[Dataset records]

□ □ □ □ □ □ □

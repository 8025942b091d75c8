//! `gymhub-core`: domain foundation building blocks.
//!
//! This crate contains **pure domain** primitives (no infrastructure concerns):
//! identifiers, the domain error model, aggregate/entity traits and the
//! calendar arithmetic used for membership validity windows.

pub mod aggregate;
pub mod entity;
pub mod error;
pub mod id;
pub mod period;

pub use aggregate::{Aggregate, AggregateRoot, ExpectedVersion};
pub use entity::Entity;
pub use error::{DomainError, DomainResult};
pub use id::{
    AnnouncementId, BookingId, GymId, LogId, MembershipId, MessageId, PlanId, RequestId,
    ReviewId, UserId,
};
pub use period::MembershipDuration;
use chrono::{DateTime, Utc};
use serde::{Deserialize, Serialize};

use gymhub_core::{
    DomainError, DomainResult, Entity, GymId, MembershipDuration, MembershipId, RequestId, UserId,
};
use gymhub_gyms::MembershipPlan;

/// Active (or historical) link between a member and a gym with a validity
/// window. Invariant: `end_date > start_date`.
#[derive(Debug, Clone, PartialEq, Eq, Serialize, Deserialize)]
pub struct Membership {
    pub id: MembershipId,
    pub member_id: UserId,
    pub gym_id: GymId,
    /// Request through which the membership was granted, if any.
    #[serde(default)]
    pub request_id: Option<RequestId>,
    /// Plan as it was at grant time; later plan edits don't affect it.
    #[serde(default)]
    pub plan: Option<MembershipPlan>,
    pub start_date: DateTime<Utc>,
    pub end_date: DateTime<Utc>,
    pub created_at: DateTime<Utc>,
    pub updated_at: DateTime<Utc>,
}

/// Date changes; `None` keeps the current value.
#[derive(Debug, Clone, Copy, Default, PartialEq, Eq, Serialize, Deserialize)]
pub struct MembershipChanges {
    #[serde(default)]
    pub start_date: Option<DateTime<Utc>>,
    #[serde(default)]
    pub end_date: Option<DateTime<Utc>>,
}

impl Membership {
    /// Grant a membership whose window is derived from a symbolic duration.
    pub fn for_duration(
        member_id: UserId,
        gym_id: GymId,
        duration: MembershipDuration,
        start_date: DateTime<Utc>,
        now: DateTime<Utc>,
    ) -> DomainResult<Self> {
        let end_date = duration.end_from(start_date)?;
        Self::with_window(member_id, gym_id, start_date, end_date, now)
    }

    /// Grant a membership with an explicit window.
    pub fn with_window(
        member_id: UserId,
        gym_id: GymId,
        start_date: DateTime<Utc>,
        end_date: DateTime<Utc>,
        now: DateTime<Utc>,
    ) -> DomainResult<Self> {
        ensure_window(start_date, end_date)?;
        Ok(Self {
            id: MembershipId::new(),
            member_id,
            gym_id,
            request_id: None,
            plan: None,
            start_date,
            end_date,
            created_at: now,
            updated_at: now,
        })
    }

    pub fn from_request(mut self, request_id: RequestId) -> Self {
        self.request_id = Some(request_id);
        self
    }

    pub fn with_plan(mut self, plan: Option<MembershipPlan>) -> Self {
        self.plan = plan;
        self
    }

    pub fn reschedule(&mut self, changes: MembershipChanges, now: DateTime<Utc>) -> DomainResult<()> {
        let start = changes.start_date.unwrap_or(self.start_date);
        let end = changes.end_date.unwrap_or(self.end_date);
        ensure_window(start, end)?;
        self.start_date = start;
        self.end_date = end;
        self.updated_at = now;
        Ok(())
    }

    /// Half-open: active from `start_date` up to, not including, `end_date`.
    pub fn is_active_at(&self, at: DateTime<Utc>) -> bool {
        self.start_date <= at && at < self.end_date
    }
}

fn ensure_window(start: DateTime<Utc>, end: DateTime<Utc>) -> DomainResult<()> {
    if end <= start {
        return Err(DomainError::validation("end date must be after start date"));
    }
    Ok(())
}

impl Entity for Membership {
    type Id = MembershipId;
    const COLLECTION: &'static str = "memberships";

    fn id(&self) -> MembershipId {
        self.id
    }
}
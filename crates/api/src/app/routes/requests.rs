//! Requests and the memberships they grant.

use std::sync::Arc;

use axum::{
    Extension, Json,
    extract::{Path, Query, rejection::JsonRejection},
    http::StatusCode,
    response::IntoResponse,
};

use gymhub_infra::Services;
use gymhub_infra::services::RequestListing;
use gymhub_ledger::MembershipChanges;

use crate::app::dto;
use crate::app::errors::ApiResult;
use crate::context::ActorContext;

pub async fn create_request(
    Extension(services): Extension<Arc<Services>>,
    Extension(ctx): Extension<ActorContext>,
    payload: Result<Json<dto::CreateRequestRequest>, JsonRejection>,
) -> ApiResult {
    let Json(body) = payload?;
    let saved = services.ledger.create_request(ctx.actor(), body.into()).await?;
    Ok(dto::versioned_response(StatusCode::CREATED, &saved))
}

pub async fn my_requests(
    Extension(services): Extension<Arc<Services>>,
    Extension(ctx): Extension<ActorContext>,
) -> ApiResult {
    let found = services.ledger.my_requests(ctx.actor()).await?;
    Ok(dto::versioned_items(&found))
}

pub async fn get_request(
    Extension(services): Extension<Arc<Services>>,
    Extension(ctx): Extension<ActorContext>,
    Path(id): Path<String>,
) -> ApiResult {
    let request = services.ledger.get_request(ctx.actor(), dto::parse_id(&id)?).await?;
    Ok(dto::versioned_response(StatusCode::OK, &request))
}

/// `?pending=true` narrows the listing to requests awaiting review.
pub async fn gym_requests(
    Extension(services): Extension<Arc<Services>>,
    Extension(ctx): Extension<ActorContext>,
    Path(id): Path<String>,
    Query(query): Query<dto::RequestListQuery>,
) -> ApiResult {
    let listing = if query.pending {
        RequestListing::PendingOnly
    } else {
        RequestListing::All
    };
    let found = services
        .ledger
        .gym_requests(ctx.actor(), dto::parse_id(&id)?, listing)
        .await?;
    Ok(dto::versioned_items(&found))
}

/// Optional body: `{"start_date": "<RFC 3339>"}` for the granted membership.
pub async fn accept_request(
    Extension(services): Extension<Arc<Services>>,
    Extension(ctx): Extension<ActorContext>,
    Path(id): Path<String>,
    payload: Option<Json<dto::AcceptRequestBody>>,
) -> ApiResult {
    let body = payload.map(|Json(b)| b).unwrap_or_default();
    let saved = services
        .ledger
        .accept_request(ctx.actor(), dto::parse_id(&id)?, body.start_date)
        .await?;
    Ok(dto::versioned_response(StatusCode::OK, &saved))
}

pub async fn deny_request(
    Extension(services): Extension<Arc<Services>>,
    Extension(ctx): Extension<ActorContext>,
    Path(id): Path<String>,
) -> ApiResult {
    let saved = services.ledger.deny_request(ctx.actor(), dto::parse_id(&id)?).await?;
    Ok(dto::versioned_response(StatusCode::OK, &saved))
}

pub async fn gym_memberships(
    Extension(services): Extension<Arc<Services>>,
    Extension(ctx): Extension<ActorContext>,
    Path(id): Path<String>,
) -> ApiResult {
    let found = services.ledger.gym_memberships(ctx.actor(), dto::parse_id(&id)?).await?;
    Ok(dto::versioned_items(&found))
}

pub async fn create_membership(
    Extension(services): Extension<Arc<Services>>,
    Extension(ctx): Extension<ActorContext>,
    Path(id): Path<String>,
    payload: Result<Json<dto::CreateMembershipRequest>, JsonRejection>,
) -> ApiResult {
    let Json(body) = payload?;
    let saved = services
        .ledger
        .create_membership(ctx.actor(), dto::parse_id(&id)?, body.into())
        .await?;
    Ok(dto::versioned_response(StatusCode::CREATED, &saved))
}

pub async fn my_memberships(
    Extension(services): Extension<Arc<Services>>,
    Extension(ctx): Extension<ActorContext>,
) -> ApiResult {
    let found = services.ledger.my_memberships(ctx.actor()).await?;
    Ok(dto::versioned_items(&found))
}

pub async fn update_membership(
    Extension(services): Extension<Arc<Services>>,
    Extension(ctx): Extension<ActorContext>,
    Path(id): Path<String>,
    payload: Result<Json<MembershipChanges>, JsonRejection>,
) -> ApiResult {
    let Json(changes) = payload?;
    let saved = services
        .ledger
        .update_membership(ctx.actor(), dto::parse_id(&id)?, changes)
        .await?;
    Ok(dto::versioned_response(StatusCode::OK, &saved))
}

pub async fn delete_membership(
    Extension(services): Extension<Arc<Services>>,
    Extension(ctx): Extension<ActorContext>,
    Path(id): Path<String>,
) -> ApiResult {
    services.ledger.delete_membership(ctx.actor(), dto::parse_id(&id)?).await?;
    Ok(StatusCode::NO_CONTENT.into_response())
}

□ □ □ □ □ □ □

*TASK STATEMENT:* From the first line of the records above to the line that contains "pub mod period;", quote each line exactly.

*THE ANSWER:*
repository 8025942b091d75c8
//! `gymhub-core`: domain foundation building blocks.
//!
//! This crate contains **pure domain** primitives (no infrastructure concerns):
//! identifiers, the domain error model, aggregate/entity traits and the
//! calendar arithmetic used for membership validity windows.

pub mod aggregate;
pub mod entity;
pub mod error;
pub mod id;
pub mod period;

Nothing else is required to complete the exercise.